Earth’s fate now depends on how fast and how strong we implement policy instruments to actually reach the great target of strictly limiting global temperature increase and the resulting climate risks.
In Paris, the COP21 UN climate summit reached an agreement. On this issue, Professor Hans Joachim (John) Schellnhuber, Director of the Potsdam Institute for Climate Impact Research (PIK):
“The spirits of Paris have defeated the ghosts of Copenhagen! Reason and moral combined at the COP21 to deliver a historical climate agreement that finally transcends national egotisms. The target of limiting global warming to well below 2 degrees and aiming at 1.5 degrees is more ambitious than expected, yet fully in line with the scientific risk assessment.
If sincerely operationalized, the Paris agreement will induce the decarbonization of the world economy by the middle of this century. The current emissions reduction pledges (INDCs) of most countries, however, are insufficient and have to be adapted to the new level of ambition in the next few years. Still, this is a turning point in the human enterprise where the great transformation towards sustainability begins.”
Also on this issue, Professor Ottmar Edenhofer, chief economist of the Potsdam Institute for Climate Impact Research and Director of the Mercator Research Institute on Global Commons and Climate Change:
“The Paris agreement is a breakthrough. Earth’s fate now depends on how fast and how strong we implement policy instruments to actually reach the great target of strictly limiting global temperature increase and the resulting climate risks.
The Paris agreement explicitly acknowledges that the current emission reduction pledges, the so-called INDCs, will lead to increasing global emissions by 2030. Nevertheless, the aspirational goal of staying below 2°C of the Paris Agreement is not consistent with the pledges unless deep emission cuts at rates of about 6 percent per year between 2030 and 2050 are pursued. We need short-term entry points for climate policies that allow emissions to peak well before 2030. However, the institutional mechanisms in the Paris Agreement for emission reduction rates are vague: The monitoring and review process has to be clearly defined.

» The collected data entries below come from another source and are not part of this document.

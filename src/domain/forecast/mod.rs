//! Forecast Module - Pure domain services for next-period prediction.
//!
//! Everything here works on values already in hand: the validated profile,
//! today's date and the model's day estimate. The model itself lives behind
//! the `CyclePredictor` port.
//!
//! # Components
//!
//! - `screening` - Future-date rejection and the post-menopausal skip
//! - `uncertainty` - Ordered overwrite/merge rules for the date window
//! - `plausibility` - Notices and the out-of-range block for an estimate
//! - `next_period` - Predicted date and calendar range
//! - `comparison` - Agreement with the user's own expected date
//! - `report` - The ordered notices returned for a submission

mod comparison;
mod next_period;
mod notice;
mod plausibility;
mod report;
mod screening;
mod uncertainty;

pub use comparison::{ExpectedDateComparison, AFFIRMATION_THRESHOLD_DAYS};
pub use next_period::{round_days, NextPeriodForecast};
pub use notice::{messages, Notice, NoticeLevel};
pub use plausibility::{
    check_prediction, Plausibility, HIGH_STRESS_NOTE_LEVEL, MENOPAUSE_CHECK_AGE,
    NORMAL_PREDICTION_DAYS,
};
pub use report::{PredictionReport, ReportStatus};
pub use screening::{screen_submission, Screening};
pub use uncertainty::{
    estimate_window, fold_rules, matching_rules, UncertaintyWindow, WindowEffect, WindowInputs,
    WindowRule, BASE_WINDOW, PCOS_HIGH_STRESS_LEVEL, WINDOW_RULES,
};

The Paris Agreement mentions short-term entry points: carbon pricing and carbon markets. The G-20 should elaborate next steps to implement carbon prices. Financing and transfers provide the means to harmonize these carbon prices. Whoever is building more coal power plants, however, is shutting the door to reaching the two-degree-target. We now more than ever need to avoid a global renaissance of coal – so we can transform the treaty into reality, and ultimately a better future for all.”